WHAT NEEDS TO BE DONE: Copy out every line of the data that has the word "CreateDirBody" somewhere in it.

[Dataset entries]
*** Begin section ***

use std::collections::BTreeMap;

use async_trait::async_trait;
use reqwest::{Client, StatusCode};
use serde::de::DeserializeOwned;
use tokio::io::{AsyncRead, AsyncReadExt, AsyncWrite, AsyncWriteExt};

use recon_apply::{CloudCollaborator, DeltaItem};
use recon_model::{CloudFile, Digests, Id};

use crate::error::{generr, inerr, CloudError};
use crate::json::{
    CreateDirBody, DeltaPage, DriveItem, MoveRenameBody, ParentReferenceRef, UploadSession,
    UploadSessionBody, UploadSessionItem,
};

const GRAPH_ENDPOINT: &str = "https://graph.microsoft.com/v1.0/me/drive";
const UPLOAD_CHUNK_SIZE: usize = 320 * 1024;

/// Talks to a Microsoft-Graph-shaped drive API. Holds no retry/backoff
/// policy of its own; the caller decides how to react to a failed request.
pub struct GraphClient {
    client: Client,
    token: String,
}

impl GraphClient {
    pub fn new(client: Client, token: impl ToString) -> GraphClient {
        GraphClient {
            client,
            token: token.to_string(),
        }
    }

    fn url(&self, path: &str) -> String {
        format!("{GRAPH_ENDPOINT}{path}")
    }

    async fn send_json<T: DeserializeOwned>(
        &self,
        request: reqwest::RequestBuilder,
        src: &str,
    ) -> Result<T, CloudError> {
        let response = request
            .bearer_auth(&self.token)
            .send()
            .await
            .map_err(inerr(src))?;
        let status = response.status();
        if !status.is_success() {
            let body = response.text().await.unwrap_or_default();
            return Err(CloudError::Status {
                src: src.to_string(),
                status: status.as_u16(),
                body,
            });
        }
        response.json::<T>().await.map_err(inerr(src))
    }

    async fn send_ok(&self, request: reqwest::RequestBuilder, src: &str) -> Result<(), CloudError> {
        let response = request
            .bearer_auth(&self.token)
            .send()
            .await
            .map_err(inerr(src))?;
        let status = response.status();
        if !status.is_success() {
            let body = response.text().await.unwrap_or_default();
            return Err(CloudError::Status {
                src: src.to_string(),
                status: status.as_u16(),
                body,
            });
        }
        Ok(())
    }

    /// Uploads `content` (`size` bytes) to an already-opened upload session
    /// in `UPLOAD_CHUNK_SIZE` units, per the resumable-upload protocol.
    /// Returns the drive item the cloud reports once the final chunk lands.
    async fn upload_chunked(
        &self,
        upload_url: &str,
        content: &mut (dyn AsyncRead + Unpin + Send),
        size: u64,
    ) -> Result<DriveItem, CloudError> {
        let mut sent: u64 = 0;
        let mut buf = vec![0u8; UPLOAD_CHUNK_SIZE];
        loop {
            let mut filled = 0;
            while filled < buf.len() {
                let n = content
                    .read(&mut buf[filled..])
                    .await
                    .map_err(|err| generr("upload_chunked", err))?;
                if n == 0 {
                    break;
                }
                filled += n;
            }
            if filled == 0 {
                break;
            }
            let chunk = buf[..filled].to_vec();
            let start = sent;
            let end = sent + filled as u64 - 1;
            let response = self
                .client
                .put(upload_url)
                .header("Content-Length", filled.to_string())
                .header("Content-Range", format!("bytes {start}-{end}/{size}"))
                .body(chunk)
                .send()
                .await
                .map_err(inerr("upload_chunked"))?;
            let status = response.status();
            sent += filled as u64;
            if sent >= size {
                if !status.is_success() {
                    let body = response.text().await.unwrap_or_default();
                    return Err(CloudError::Status {
                        src: "upload_chunked".into(),
                        status: status.as_u16(),
                        body,
                    });
                }
                return response
                    .json::<DriveItem>()
                    .await
                    .map_err(inerr("upload_chunked"));
            }
            if status != StatusCode::ACCEPTED && !status.is_success() {
                let body = response.text().await.unwrap_or_default();
                return Err(CloudError::Status {
                    src: "upload_chunked".into(),
                    status: status.as_u16(),
                    body,
                });
            }
        }
        Err(generr(
            "upload_chunked",
            "content ended before declared size",
        ))
    }
}

fn drive_item_to_cloud_file(item: DriveItem, fallback_parent: &Id) -> CloudFile {
    let hashes: Digests = item
        .file
        .and_then(|f| f.hashes)
        .unwrap_or_default()
        .into_iter()
        .map(|(k, v)| (k, v.to_uppercase()))
        .collect();
    CloudFile {
        id: Id::real(item.id),
        name: item.name.unwrap_or_default(),
        parent: item
            .parent_reference
            .map(|p| Id::real(p.id))
            .unwrap_or_else(|| fallback_parent.clone()),
        size: item.size.unwrap_or(0),
        e_tag: item.e_tag.unwrap_or_default(),
        c_tag: item.c_tag.unwrap_or_default(),
        hashes,
    }
}

#[async_trait]
impl CloudCollaborator for GraphClient {
    type Error = CloudError;

    async fn delta(
        &self,
        root_id: &Id,
        delta_token: Option<&str>,
    ) -> Result<(Vec<DeltaItem>, String), Self::Error> {
        let mut url = match delta_token {
            Some(token) => token.to_string(),
            None => self.url(&format!(
                "/items/{}/delta?$select=id,name,root,file,folder,parentReference,deleted,size,eTag,cTag",
                root_id.as_str()
            )),
        };

        // Later occurrences of the same id override earlier ones within a
        // page, matching the cloud's own "last write in the feed wins"
        // semantics; `order` keeps first-seen order stable across pages.
        let mut items: BTreeMap<String, DriveItem> = BTreeMap::new();
        let mut order: Vec<String> = Vec::new();
        let final_token = loop {
            let page: DeltaPage = self
                .send_json(self.client.get(&url), "retrieve_delta")
                .await?;
            for item in page.value {
                if !items.contains_key(&item.id) {
                    order.push(item.id.clone());
                }
                items.insert(item.id.clone(), item);
            }
            if let Some(next) = page.next_link {
                url = next;
                continue;
            }
            if let Some(delta) = page.delta_link {
                break delta;
            }
            return Err(CloudError::DeltaFeedTruncated);
        };

        let delta_items = order
            .into_iter()
            .filter_map(|id| items.remove(&id))
            .map(|item| {
                if item.deleted.is_some() {
                    DeltaItem::Deleted {
                        id: Id::real(item.id),
                    }
                } else if item.folder.is_some() {
                    DeltaItem::Folder {
                        id: Id::real(item.id.clone()),
                        parent_id: item
                            .parent_reference
                            .map(|p| Id::real(p.id))
                            .unwrap_or_else(|| root_id.clone()),
                        name: item.name.unwrap_or_default(),
                    }
                } else {
                    let hashes: Digests = item
                        .file
                        .and_then(|f| f.hashes)
                        .unwrap_or_default()
                        .into_iter()
                        .map(|(k, v)| (k, v.to_uppercase()))
                        .collect();
                    DeltaItem::File {
                        id: Id::real(item.id.clone()),
                        parent_id: item
                            .parent_reference
                            .map(|p| Id::real(p.id))
                            .unwrap_or_else(|| root_id.clone()),
                        name: item.name.unwrap_or_default(),
                        size: item.size.unwrap_or(0),
                        e_tag: item.e_tag.unwrap_or_default(),
                        c_tag: item.c_tag.unwrap_or_default(),
                        hashes,
                    }
                }
            })
            .collect();

        Ok((delta_items, final_token))
    }

    async fn create_dir(&self, parent: &Id, name: &str) -> Result<Id, Self::Error> {
        let body = CreateDirBody {
            name,
            folder: serde_json::json!({}),
        };
        let item: DriveItem = self
            .send_json(
                self.client
                    .post(self.url(&format!("/items/{}/children", parent.as_str())))
                    .json(&body),
                "create_dir",
            )
            .await?;
        Ok(Id::real(item.id))
    }

    async fn create_file(
        &self,
        parent: &Id,
        name: &str,
        content: &mut (dyn AsyncRead + Unpin + Send),
        size: u64,
    ) -> Result<CloudFile, Self::Error> {
        let session: UploadSession = self
            .send_json(
                self.client
                    .post(self.url(&format!(
                        "/items/{}:/{}:/createUploadSession",
                        parent.as_str(),
                        name
                    )))
                    .json(&UploadSessionBody {
                        item: UploadSessionItem {
                            conflict_behavior: "fail",
                        },
                    }),
                "create_file",
            )
            .await?;
        let item = self
            .upload_chunked(&session.upload_url, content, size)
            .await?;
        Ok(drive_item_to_cloud_file(item, parent))
    }

    async fn upload(
        &self,
        id: &Id,
        content: &mut (dyn AsyncRead + Unpin + Send),
        size: u64,
    ) -> Result<CloudFile, Self::Error> {
        let session: UploadSession = self
            .send_json(
                self.client
                    .post(self.url(&format!("/items/{}/createUploadSession", id.as_str())))
                    .json(&UploadSessionBody {
                        item: UploadSessionItem {
                            conflict_behavior: "replace",
                        },
                    }),
                "upload",
            )
            .await?;
        let item = self
            .upload_chunked(&session.upload_url, content, size)
            .await?;
        Ok(drive_item_to_cloud_file(item, id))
    }

    async fn delete(&self, id: &Id) -> Result<(), Self::Error> {
        self.send_ok(
            self.client.delete(self.url(&format!("/items/{}", id.as_str()))),
            "remove_item",
        )
        .await
    }

    async fn rename_move(
        &self,
        id: &Id,
        name: Option<&str>,
        destination: Option<&Id>,
    ) -> Result<(), Self::Error> {
        let body = MoveRenameBody {
            name,
            parent_reference: destination.map(|d| ParentReferenceRef { id: d.as_str() }),
        };
        self.send_ok(
            self.client
                .patch(self.url(&format!("/items/{}", id.as_str())))
                .json(&body),
            "move_rename_item",
        )
        .await
    }

    async fn download(
        &self,
        id: &Id,
        sink: &mut (dyn AsyncWrite + Unpin + Send),
        _size: u64,
        digests: &Digests,
    ) -> Result<(), Self::Error> {
        let response = self
            .client
            .get(self.url(&format!("/items/{}/content", id.as_str())))
            .bearer_auth(&self.token)
            .send()
            .await
            .map_err(inerr("download_file"))?;
        let status = response.status();
        if !status.is_success() {
            let body = response.text().await.unwrap_or_default();
            return Err(CloudError::Status {
                src: "download_file".into(),
                status: status.as_u16(),
                body,
            });
        }

        let bytes = response.bytes().await.map_err(inerr("download_file"))?;
        sink.write_all(&bytes)
            .await
            .map_err(|err| generr("download_file", err))?;

        let actual = hasher::hash_bytes(&bytes);
        for (algorithm, expected) in digests {
            if let Some(actual) = actual.get(algorithm) {
                if !actual.eq_ignore_ascii_case(expected) {
                    return Err(CloudError::ChecksumMismatch {
                        id: id.to_string(),
                        algorithm: algorithm.clone(),
                        expected: expected.clone(),
                        actual: actual.clone(),
                    });
                }
            }
        }

        Ok(())
    }
}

*** End section ***

WRITTEN REPLY:
    CreateDirBody, DeltaPage, DriveItem, MoveRenameBody, ParentReferenceRef, UploadSession,
        let body = CreateDirBody {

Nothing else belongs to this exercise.